

Sept. 11th 2016¶

Change Summary¶

Features¶

The following features have been added to CM-Well:

With-deleted query flag - The optional with-deleted flag allows you to retrieve the latest versions of the matched infotons, together with deleted infotons that match the query.
Traffic shaping - The CM-Well logic for managing traffic was modified to take into account the processing time that each user consumes, rather than just the rate of requests that the user sends.
Automated Materialized View - An external CM-Well utility processes all infotons defined in a configuration file, and creates "flattened" versions of them for more efficient search.
Consume API - An API for consuming infotons as a time-ordered "virtual queue".
Bulk-consume API - An additional consume API, optimized for high-capacity streaming.
SPARQL on Entire Graph - a new endpoint that enables performing a SPARQL query on the entire CM-Well graph.
Calling Custom Java/Scala Functions from SPARQL Queries - Allows uploading Scala files or Java/Scala jars and calling their functions from within a SPARQL query.
SPARQL "Stored Procedures" - Allows uploading SPARQL CONSTRUCT commands as files and calling them as "stored procedures" from within a SPARQL query.
Navigation by RDF Type - A new feature of the CM-Well web UI, which allows you to navigate infotons by their RDF type value.
stats API - Allows you to perform statistical queries on CM-Well data, to obtain metrics such as count, minimum, maximum, average and so on, on infoton field values.
Sort by Matching Score - Allows sorting query results by the system matching score, which indicates the relative frequency of the search terms.
Improvements to Data Synchronization - Improvements to data sync between the Eagan and Plano production environments.
Storage Layer Enhancements - Improvements to data consistency checks and behavior under load.
Minimize Repair Time of Web Service - Reduced auto-repair time for web service from 13 minutes to 30 seconds.
Enhancements to Downloader and Ingester - Bug fixes and stability improvements.
New Storage Format for Data - Enables upgrade of underlying Cassandra and Elastic Search components.
Upgrade Time Reduced - CM-Well upgrade time reduced from 30 minutes to 5 minutes.

Changes to API¶

The following features were added to the CM-Well API:

The optional with-deleted flag, which can be used with op=search.
consume API.
bulk-consume API.
_sparql endpoint, allowing SPARQL queries on the entire graph.
Call Java/Scala functions from SPARQL queries.
Call SPARQL CONSTRUCT "stored procedures" from SPARQL queries.
Obtain data statistics (produced by Elastic Search), via the op=stats flag. (The previous flag name op=aggregate is still supported.)
Sort results by matching score (sort-by=system.score).

Attention¶

Please note the following items regarding changes in CM-Well's behavior:

Users who send unusually heavy queries may receive more 503 - Server unavailable errors, due to the new traffic shaping feature.
Any streaming/consume tokens created before the upgrade must be re-created.

Known Issues¶

The bulk-consume token that encodes the read location in the queue sometimes gets assigned a future point-in-time, when the consumer reaches real-time.
Consume tokens created in previous versions are no longer valid. New tokens must be created.
SPARQL on the whole graph still has bugs. Among others, duplicate results sometimes appear in SELECT responses; to work around, use SELECT DISTINCT.

New Features¶

With-deleted Query Flag¶

Description:

By default, queries to CM-Well return only the most recent version of each matching infoton (although all versions are retained in the repository). If you add the with-history flag, the query returns all "historical" versions as well as the most recent versions. However, deleted infotons are returned neither for the default query nor for a with-history query.
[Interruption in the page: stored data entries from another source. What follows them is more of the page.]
use std::sync::atomic::{AtomicUsize, Ordering};
use std::sync::{Arc, Mutex};

use runboard_core::{Applied, Selection, SelectionStore};

fn counting(store: &SelectionStore) -> (Arc<AtomicUsize>, runboard_core::Subscription) {
    let count = Arc::new(AtomicUsize::new(0));
    let counter = count.clone();
    let sub = store.subscribe(move |_| {
        counter.fetch_add(1, Ordering::SeqCst);
    });
    (count, sub)
}

#[test]
fn starts_with_nothing_selected() {
    let store = SelectionStore::new();
    assert_eq!(store.get(), Selection::default());
    assert!(store.get().is_empty());
}

#[test]
fn unchanged_set_does_not_notify() {
    let store = SelectionStore::new();
    let (count, _sub) = counting(&store);

    assert!(store.set(Selection::new("alpha", "run-1")));
    assert!(!store.set(Selection::new("alpha", "run-1")));

    assert_eq!(count.load(Ordering::SeqCst), 1);
}

#[test]
fn any_differing_field_notifies_with_new_value() {
    let store = SelectionStore::new();
    let seen = Arc::new(Mutex::new(Vec::new()));
    let log = seen.clone();
    let _sub = store.subscribe(move |selection| log.lock().unwrap().push(selection.clone()));

    store.set(Selection::project("alpha"));
    store.set(Selection::new("alpha", "run-1"));
    store.set(Selection::new("beta", "run-1"));

    assert_eq!(
        *seen.lock().unwrap(),
        vec![
            Selection::project("alpha"),
            Selection::new("alpha", "run-1"),
            Selection::new("beta", "run-1"),
        ]
    );
}

#[test]
fn clones_share_state_but_new_stores_are_isolated() {
    let store = SelectionStore::new();
    let handle = store.clone();
    let other = SelectionStore::new();

    handle.set(Selection::project("alpha"));

    assert_eq!(store.get(), Selection::project("alpha"));
    assert_eq!(other.get(), Selection::default());
}

#[test]
fn unsubscribe_stops_notifications() {
    let store = SelectionStore::new();
    let (count, sub) = counting(&store);

    store.set(Selection::project("alpha"));
    sub.unsubscribe();
    store.set(Selection::project("beta"));

    assert_eq!(count.load(Ordering::SeqCst), 1);
}

#[test]
fn teardown_clears_subscribers_but_keeps_selection() {
    let store = SelectionStore::new();
    let (count, _sub) = counting(&store);
    store.set(Selection::project("alpha"));

    store.teardown();
    assert_eq!(store.subscriber_count(), 0);

    store.set(Selection::project("beta"));
    assert_eq!(count.load(Ordering::SeqCst), 1);
    assert_eq!(store.get(), Selection::project("beta"));
}

#[test]
fn apply_rejects_older_generations() {
    let store = SelectionStore::new();

    assert_eq!(store.apply(2, Selection::project("b")), Applied::Changed);
    assert_eq!(store.apply(2, Selection::project("b")), Applied::Unchanged);
    assert_eq!(store.apply(1, Selection::project("a")), Applied::Stale);
    assert_eq!(store.get(), Selection::project("b"));
}

#[test]
fn subscriber_writing_back_sees_ordered_notifications() {
    let store = SelectionStore::new();
    let seen = Arc::new(Mutex::new(Vec::new()));

    let writer = store.clone();
    let _redirect = store.subscribe(move |selection| {
        if selection.project_id == "legacy" {
            writer.set(Selection::project("current"));
        }
    });
    let log = seen.clone();
    let _log = store.subscribe(move |selection| log.lock().unwrap().push(selection.project_id.clone()));

    store.set(Selection::project("legacy"));

    assert_eq!(*seen.lock().unwrap(), vec!["legacy", "current"]);
    assert_eq!(store.get(), Selection::project("current"));
}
The with-deleted flag was introduced to allow you to indicate that you wish to retrieve deleted infotons that match the query, as well as "live" infotons.

Notes: The feature will become fully operational when the rewriting of CM-Well data in the new format is complete (see New Storage Format for Data).
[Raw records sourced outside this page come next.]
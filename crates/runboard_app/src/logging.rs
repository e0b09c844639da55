//! Logging initialization for the runboard CLI.
//!
//! File output goes to `./runboard.log` in the current working directory.

use std::fs::File;
use std::path::PathBuf;

use clap::ValueEnum;
use log::LevelFilter;
use simplelog::{
    ColorChoice, CombinedLogger, Config, ConfigBuilder, SharedLogger, TermLogger, TerminalMode,
    WriteLogger,
};

const LOG_FILE: &str = "./runboard.log";

/// Destination for log output.
#[derive(Debug, Clone, Copy, PartialEq, Eq, ValueEnum)]
pub enum LogDestination {
    /// Write to ./runboard.log in current directory.
    File,
    /// Write to stderr.
    Terminal,
    /// Write to both file and terminal.
    Both,
}

/// Initialize the logger with the specified destination and level.
pub fn initialize(destination: LogDestination, level: LevelFilter) {
    let config = build_config();

    let loggers: Vec<Box<dyn SharedLogger>> = match destination {
        LogDestination::File => match create_file_logger(level, config) {
            Some(file_logger) => vec![file_logger],
            None => return,
        },
        LogDestination::Terminal => vec![term_logger(level, config)],
        LogDestination::Both => {
            let mut loggers: Vec<Box<dyn SharedLogger>> =
                vec![term_logger(level, config.clone())];
            if let Some(file_logger) = create_file_logger(level, config) {
                loggers.push(file_logger);
            }
            loggers
        }
    };

    let _ = CombinedLogger::init(loggers);
}

fn build_config() -> Config {
    ConfigBuilder::new()
        .set_time_format_rfc3339()
        .set_target_level(LevelFilter::Debug)
        .build()
}

fn term_logger(level: LevelFilter, config: Config) -> Box<TermLogger> {
    TermLogger::new(level, config, TerminalMode::Stderr, ColorChoice::Auto)
}

fn create_file_logger(level: LevelFilter, config: Config) -> Option<Box<WriteLogger<File>>> {
    let log_path = PathBuf::from(LOG_FILE);
    match File::create(&log_path) {
        Ok(file) => Some(WriteLogger::new(level, config, file)),
        Err(err) => {
            eprintln!("Warning: Could not create log file at {:?}: {}", log_path, err);
            None
        }
    }
}
//! Plain-text rendering of backend records for the terminal.

use chrono::{DateTime, Local};
use runboard_engine::{Job, MachineState, Project, RecentRun, RunDetails, TaskDetails, Transition};

pub fn projects(projects: &[Project]) -> String {
    if projects.is_empty() {
        return "no projects\n".to_string();
    }
    let width = projects.iter().map(|p| p.id.len()).max().unwrap_or(0);
    projects
        .iter()
        .map(|project| format_project_row(project, width))
        .collect()
}

fn format_project_row(project: &Project, width: usize) -> String {
    let mut row = format!("{:<width$}  {}\n", project.id, project.name);
    if !project.description.is_empty() {
        row.push_str(&format!("{:<width$}  {}\n", "", project.description));
    }
    row
}

pub fn runs(runs: &[RecentRun]) -> String {
    if runs.is_empty() {
        return "no runs\n".to_string();
    }
    let header = format!(
        "{:<38} {:<16} {:<12} {:>6} {:>5} {:>5} {:>5} {:>5}\n",
        "RUN", "DATE", "MODEL", "SCORE", "TESTS", "PASS", "FAIL", "REGR"
    );
    std::iter::once(header)
        .chain(runs.iter().map(format_run_row))
        .collect()
}

fn format_run_row(run: &RecentRun) -> String {
    format!(
        "{:<38} {:<16} {:<12} {:>5.1}% {:>5} {:>5} {:>5} {:>5}{}\n",
        run.id,
        local_date(&run.date),
        run.model,
        run.score * 100.0,
        run.total_tests,
        run.pass,
        run.fail,
        run.regression,
        flags(run),
    )
}

pub fn run_details(details: &RunDetails) -> String {
    let header = format!(
        "run {} of {} ({}) - {}\nstarted {}\n",
        details.id,
        details.project.name,
        details.project.id,
        details.status,
        local_date(&details.date)
    );
    std::iter::once(header)
        .chain(details.tasks.iter().map(format_task_row))
        .collect()
}

fn format_task_row(task: &TaskDetails) -> String {
    let verdict = match task.eval_passed {
        Some(true) => "pass",
        Some(false) => "FAIL",
        None => "-",
    };
    let score = task
        .eval_score
        .map(|score| format!("{score:.2}"))
        .unwrap_or_else(|| "-".to_string());
    let row = format!("  {:<24} {:<10} {:<4} {:>5}", task.id, task.status, verdict, score);
    match &task.error {
        Some(error) => format!("{row}  {error}\n"),
        None => format!("{row}\n"),
    }
}

/// One status line per machine transition.
pub fn transition(transition: &Transition) -> String {
    let mut line = format!("[{}]", transition.state);
    if let Some(job) = &transition.job {
        line.push_str(&format!(" job {}{}", job.job_id, progress(job)));
    }
    if let Some(error) = &transition.error {
        line.push_str(&format!(" - {error}"));
    }
    if transition.state == MachineState::Failed {
        if let Some(message) = transition.job.as_ref().and_then(Job::error_message) {
            line.push_str(&format!(" - {message}"));
        }
    }
    line
}

fn progress(job: &Job) -> String {
    let Some(fraction) = job.progress() else {
        return format!(" ({})", job.status);
    };
    let counts = job.task_counts();
    format!(
        " ({}) {}/{} tasks {:.0}%, {} passed, {} failed",
        job.status,
        job.current_task.unwrap_or(0),
        job.total_tasks,
        fraction * 100.0,
        counts.completed,
        counts.failed
    )
}

fn flags(run: &RecentRun) -> &'static str {
    match (run.bookmarked.unwrap_or(false), run.noted.unwrap_or(false)) {
        (true, true) => "  *+",
        (true, false) => "  *",
        (false, true) => "  +",
        (false, false) => "",
    }
}

/// Formats an RFC 3339 timestamp in local time, or returns it untouched.
fn local_date(raw: &str) -> String {
    DateTime::parse_from_rfc3339(raw)
        .map(|date| date.with_timezone(&Local).format("%Y-%m-%d %H:%M").to_string())
        .unwrap_or_else(|_| raw.to_string())
}

#[cfg(test)]
mod tests {
    use super::*;
    use runboard_engine::{ClientError, JobStatus};

    fn job(status: JobStatus, current: Option<u64>) -> Job {
        Job {
            project_id: "p".into(),
            job_id: "job-9".into(),
            status,
            total_tasks: 4,
            current_task: current,
            task_status_map: None,
            details: None,
        }
    }

    #[test]
    fn transition_line_shows_progress() {
        let line = transition(&Transition {
            state: MachineState::Polling,
            job: Some(job(JobStatus::Running, Some(2))),
            error: None,
        });
        assert_eq!(
            line,
            "[polling] job job-9 (running) 2/4 tasks 50%, 0 passed, 0 failed"
        );
    }

    #[test]
    fn transition_line_shows_error() {
        let line = transition(&Transition {
            state: MachineState::Errored,
            job: None,
            error: Some(ClientError::Http { status: 503 }),
        });
        assert_eq!(line, "[errored] - http status 503");
    }

    #[test]
    fn unparseable_dates_pass_through() {
        assert_eq!(local_date("yesterday"), "yesterday");
    }

    #[test]
    fn project_rows_indent_descriptions_under_names() {
        let listing = projects(&[
            Project {
                id: "proj-1".into(),
                name: "Support bot".into(),
                description: "Regression suite".into(),
            },
            Project {
                id: "p2".into(),
                name: "Search".into(),
                description: String::new(),
            },
        ]);
        assert_eq!(
            listing,
            "proj-1  Support bot\n        Regression suite\np2      Search\n"
        );
    }

    #[test]
    fn empty_listings_say_so() {
        assert_eq!(projects(&[]), "no projects\n");
        assert_eq!(runs(&[]), "no runs\n");
    }
}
Documentation: Using the with-deleted Flag

Traffic Shaping¶

Description:

Previously, CM-Well managed allocation of processing resources to users based on the number of requests the users sent per second. For certain heavy queries, the request rate is not a good indicator of the share of resources a user is consuming. A better indicator is the amount of time CM-Well spends actually processing the users' requests.

Therefore, CM-Well now tracks a processing-time metric per user, looking at a window of the past 20 seconds. CM-Well manages statuses per user according to this metric. Users that send unusually heavy requests over time are penalized with an extra wait period before their query results are returned (thus freeing up some resources for other users). In extreme situations, a user may be cut off entirely and receive no responses from CM-Well.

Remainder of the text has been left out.